*Exercise objective:*
Filter the entries and keep only the lines where the string "before" appears.

[Stored data entries]
● ● ●

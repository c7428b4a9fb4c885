// WhatsApp Bridge — Webhook HTTP Listener
// bind_webhook, run_webhook_listener

use super::messages::parse_inbound;
use crate::atoms::error::{EngineError, EngineResult};
use crate::atoms::types::InboundMessage;
use log::{debug, info, warn};
use std::sync::atomic::{AtomicBool, Ordering};
use std::sync::Arc;
use std::time::Duration;
use tokio::io::{AsyncReadExt, AsyncWriteExt};
use tokio::net::{TcpListener, TcpStream};
use tokio::sync::mpsc;

/// Upper bound for one webhook request (headers + body).
const MAX_REQUEST_BYTES: usize = 1024 * 1024;

/// Bind the listener on 127.0.0.1. Port 0 picks a free port.
pub async fn bind_webhook(port: u16) -> EngineResult<TcpListener> {
    let addr = format!("127.0.0.1:{}", port);
    TcpListener::bind(&addr)
        .await
        .map_err(|e| EngineError::channel("whatsapp", format!("Failed to bind webhook listener on {}: {}", addr, e)))
}

/// Minimal HTTP listener that receives webhooks from Evolution API and
/// forwards parsed text messages into `tx`. Answers `200 OK` before parsing.
/// Returns once `stop` is set (checked every 2 s) or `tx` is closed.
pub async fn run_webhook_listener(
    listener: TcpListener,
    tx: mpsc::Sender<InboundMessage>,
    stop: Arc<AtomicBool>,
) -> EngineResult<()> {
    if let Ok(addr) = listener.local_addr() {
        info!("[whatsapp] Webhook listener started on {}", addr);
    }

    loop {
        if stop.load(Ordering::Relaxed) || tx.is_closed() {
            break;
        }

        let accept_result = tokio::time::timeout(Duration::from_secs(2), listener.accept()).await;
        let (mut stream, _peer) = match accept_result {
            Ok(Ok(conn)) => conn,
            Ok(Err(e)) => {
                warn!("[whatsapp] Accept error: {}", e);
                continue;
            }
            Err(_) => continue, // Timeout, re-check stop signal
        };

        let request = match read_request(&mut stream).await {
            Ok(r) => r,
            Err(e) => {
                debug!("[whatsapp] Dropping unreadable request: {}", e);
                continue;
            }
        };

        // Evolution expects a quick answer
        let response = "HTTP/1.1 200 OK\r\nContent-Length: 2\r\nConnection: close\r\n\r\nOK";
        let _ = stream.write_all(response.as_bytes()).await;
        drop(stream);

        let Some(idx) = request.find("\r\n\r\n") else {
            continue;
        };
        let payload: serde_json::Value = match serde_json::from_str(&request[idx + 4..]) {
            Ok(v) => v,
            Err(_) => continue,
        };

        for msg in route_event(&payload) {
            if tx.send(msg).await.is_err() {
                warn!("[whatsapp] Message loop is gone, stopping webhook listener");
                return Ok(());
            }
        }
    }

    info!("[whatsapp] Webhook listener stopped");
    Ok(())
}

/// Messages to dispatch for one webhook payload. Accepts both
/// `messages.upsert` and the `MESSAGES_UPSERT` spelling.
fn route_event(payload: &serde_json::Value) -> Vec<InboundMessage> {
    let event = payload["event"].as_str().unwrap_or("").to_lowercase().replace('_', ".");
    match event.as_str() {
        "messages.upsert" => parse_inbound(payload),
        "connection.update" => {
            let state = payload["data"]["state"].as_str().unwrap_or("");
            if state == "open" || state == "connected" {
                info!("[whatsapp] Connection confirmed via webhook");
            } else {
                info!("[whatsapp] Connection state: {}", state);
            }
            Vec::new()
        }
        "qrcode.updated" => {
            warn!("[whatsapp] Instance is waiting for a QR scan");
            Vec::new()
        }
        _ => Vec::new(),
    }
}

/// Read headers, then as much body as `Content-Length` announces.
async fn read_request(stream: &mut TcpStream) -> EngineResult<String> {
    let mut buf = Vec::with_capacity(8192);
    let mut chunk = [0u8; 8192];
    loop {
        let n = tokio::time::timeout(Duration::from_secs(5), stream.read(&mut chunk))
            .await
            .map_err(|_| EngineError::timeout("webhook read", Duration::from_secs(5)))??;
        if n == 0 {
            break;
        }
        buf.extend_from_slice(&chunk[..n]);
        if buf.len() > MAX_REQUEST_BYTES {
            return Err(EngineError::channel("whatsapp", "webhook request too large"));
        }
        if let Some(end) = find_header_end(&buf) {
            let wanted = content_length(&buf[..end]).unwrap_or(0);
            if buf.len() >= end + 4 + wanted {
                break;
            }
        }
    }
    Ok(String::from_utf8_lossy(&buf).into_owned())
}

fn find_header_end(buf: &[u8]) -> Option<usize> {
    buf.windows(4).position(|w| w == b"\r\n\r\n")
}

fn content_length(headers: &[u8]) -> Option<usize> {
    String::from_utf8_lossy(headers).lines().find_map(|line| {
        let (name, value) = line.split_once(':')?;
        if name.trim().eq_ignore_ascii_case("content-length") {
            value.trim().parse().ok()
        } else {
            None
        }
    })
}
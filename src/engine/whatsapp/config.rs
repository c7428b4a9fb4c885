// WhatsApp Bridge — Configuration
// WhatsAppConfig, validate

use crate::atoms::error::{EngineError, EngineResult};
use serde::{Deserialize, Serialize};

#[derive(Debug, Clone, Serialize, Deserialize)]
#[serde(default)]
pub struct WhatsAppConfig {
    /// Instance name in Evolution API (default: "wabot")
    #[serde(alias = "instanceName")]
    pub instance_name: String,
    /// Evolution API base URL, without trailing slash
    #[serde(alias = "apiUrl")]
    pub api_url: String,
    /// Evolution API key, sent as the `apikey` header
    #[serde(alias = "apiKey")]
    pub api_key: String,
    /// Port for the local webhook listener (default: 8086)
    #[serde(alias = "webhookPort")]
    pub webhook_port: u16,
    /// Whether to answer messages posted in group chats
    #[serde(alias = "respondInGroups")]
    pub respond_in_groups: bool,
}

impl Default for WhatsAppConfig {
    fn default() -> Self {
        WhatsAppConfig {
            instance_name: "wabot".into(),
            api_url: "http://127.0.0.1:8085".into(),
            api_key: String::new(),
            webhook_port: 8086,
            respond_in_groups: false,
        }
    }
}

impl WhatsAppConfig {
    /// `api_url` with any trailing slash removed.
    pub fn base_url(&self) -> &str {
        self.api_url.trim_end_matches('/')
    }

    pub fn send_text_url(&self) -> String {
        format!("{}/message/sendText/{}", self.base_url(), self.instance_name)
    }

    pub fn validate(&self) -> EngineResult<()> {
        if self.instance_name.trim().is_empty() {
            return Err(EngineError::Config("whatsapp.instance_name is empty".into()));
        }
        if !(self.api_url.starts_with("http://") || self.api_url.starts_with("https://")) {
            return Err(EngineError::Config(format!(
                "whatsapp.api_url must be an http(s) URL, got '{}'",
                self.api_url
            )));
        }
        if self.webhook_port == 0 {
            return Err(EngineError::Config("whatsapp.webhook_port must be non-zero".into()));
        }
        Ok(())
    }
}
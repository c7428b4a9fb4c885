// wabot Engine — WhatsApp command bot core
//
// Inbound text flows webhook → message loop → BotHandler → Dispatcher, which
// consults the command repository, the list resolver and the per-sender
// pending-selection store before replying through a ReplySender.

pub mod bot;
pub mod channels;
pub mod commands;
pub mod config;
pub mod dispatcher;
pub mod lists;
pub mod selections;
pub mod similarity;
pub mod whatsapp;
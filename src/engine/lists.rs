// wabot Engine — List Resolver
//
// Turns a list/buttons command into a plain-text numbered menu plus the
// PendingSelection that lets a later numeric reply find its option.
// Interactive WhatsApp lists/buttons are gone, so the menu is text only:
//
//   <intro>
//
//   *Bebidas*
//   1. Café: recién hecho
//   2. Té
//
//   *Postres*
//   3. Flan
//
//   📝 Responde con el número de la opción que deseas seleccionar.
//
// Numbering runs across sections without restarting. Untitled items are
// named after their place inside their own section.

use crate::atoms::constants::{LIST_NO_ITEMS, LIST_NO_SECTIONS, LIST_REPLY_INSTRUCTION};
use crate::atoms::error::EngineResult;
use crate::atoms::types::{Command, ListItem, SectionInfo};
use crate::engine::commands::CommandLookup;
use crate::engine::selections::{PendingSelection, SelectionOption};
use log::debug;
use std::collections::HashSet;
use std::fmt::Write;

/// A section header together with its items, as loaded from the repository.
#[derive(Debug, Clone)]
pub struct LoadedSection {
    pub info: SectionInfo,
    pub items: Vec<ListItem>,
}

#[derive(Debug, Clone)]
pub enum ListResolution {
    /// Menu text and the options to register for the sender.
    Prompt { text: String, selection: PendingSelection },
    /// The command has no sections at all.
    NoSections { text: String },
    /// Sections exist but every one of them is empty.
    NoItems { text: String },
}

impl ListResolution {
    /// The message to send back, whatever the outcome.
    pub fn text(&self) -> &str {
        match self {
            ListResolution::Prompt { text, .. }
            | ListResolution::NoSections { text }
            | ListResolution::NoItems { text } => text,
        }
    }
}

/// Load sections in order and, for each, its items in order.
pub async fn load_sections(lookup: &dyn CommandLookup, command_id: u64) -> EngineResult<Vec<LoadedSection>> {
    let mut loaded = Vec::new();
    for info in lookup.load_sections(command_id).await? {
        let items = lookup.load_items(info.id).await?;
        loaded.push(LoadedSection { info, items });
    }
    Ok(loaded)
}

/// Load and render the menu for `command`.
pub async fn resolve_list(lookup: &dyn CommandLookup, command: &Command) -> EngineResult<ListResolution> {
    let sections = load_sections(lookup, command.id).await?;
    debug!(
        "[lists] Command {} has {} sections, {} items",
        command.id,
        sections.len(),
        sections.iter().map(|s| s.items.len()).sum::<usize>()
    );
    Ok(build_list_prompt(command.id, command.intro(), &sections))
}

/// Render the menu text and the matching selection. Never fails: missing
/// titles and row ids are synthesized, empty lists get an explanation.
pub fn build_list_prompt(command_id: u64, intro: &str, sections: &[LoadedSection]) -> ListResolution {
    if sections.is_empty() {
        return ListResolution::NoSections { text: format!("{}\n\n{}", intro, LIST_NO_SECTIONS) };
    }

    let mut text = format!("{}\n\n", intro);
    let mut options = Vec::new();

    for (shown, section) in sections.iter().filter(|s| !s.items.is_empty()).enumerate() {
        let heading = if section.info.title.trim().is_empty() {
            format!("Sección {}", shown + 1)
        } else {
            section.info.title.clone()
        };
        let _ = writeln!(text, "*{}*", heading);

        let mut taken: HashSet<String> =
            section.items.iter().filter(|i| !i.row_id.is_empty()).map(|i| i.row_id.clone()).collect();

        for (index, item) in section.items.iter().enumerate() {
            let number = options.len() as u32 + 1;
            let title = if item.title.trim().is_empty() {
                format!("Opción {}", index + 1)
            } else {
                item.title.clone()
            };
            let description = item.description.clone().filter(|d| !d.trim().is_empty());
            let item_id = if item.row_id.is_empty() {
                synthesize_item_id(section.info.id, index, &mut taken)
            } else {
                item.row_id.clone()
            };

            match &description {
                Some(desc) => {
                    let _ = writeln!(text, "{}. {}: {}", number, title, desc);
                }
                None => {
                    let _ = writeln!(text, "{}. {}", number, title);
                }
            }

            options.push(SelectionOption {
                number,
                title,
                description,
                section_id: section.info.id,
                item_id,
                response: item.response.clone(),
            });
        }
        text.push('\n');
    }

    if options.is_empty() {
        return ListResolution::NoItems { text: format!("{}\n\n{}", intro, LIST_NO_ITEMS) };
    }

    text.push_str(LIST_REPLY_INSTRUCTION);
    ListResolution::Prompt { text, selection: PendingSelection::new(command_id, options) }
}

/// `item_<section>_<index>`, suffixed until it clashes with no explicit
/// row id of the same section.
fn synthesize_item_id(section_id: u64, index: usize, taken: &mut HashSet<String>) -> String {
    let base = format!("item_{}_{}", section_id, index);
    let mut id = base.clone();
    let mut k = 1;
    while taken.contains(&id) {
        id = format!("{}_{}", base, k);
        k += 1;
    }
    taken.insert(id.clone());
    id
}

● ● ●

*Task solution:*
/// forwards parsed text messages into `tx`. Answers `200 OK` before parsing.
// pending-selection store before replying through a ReplySender.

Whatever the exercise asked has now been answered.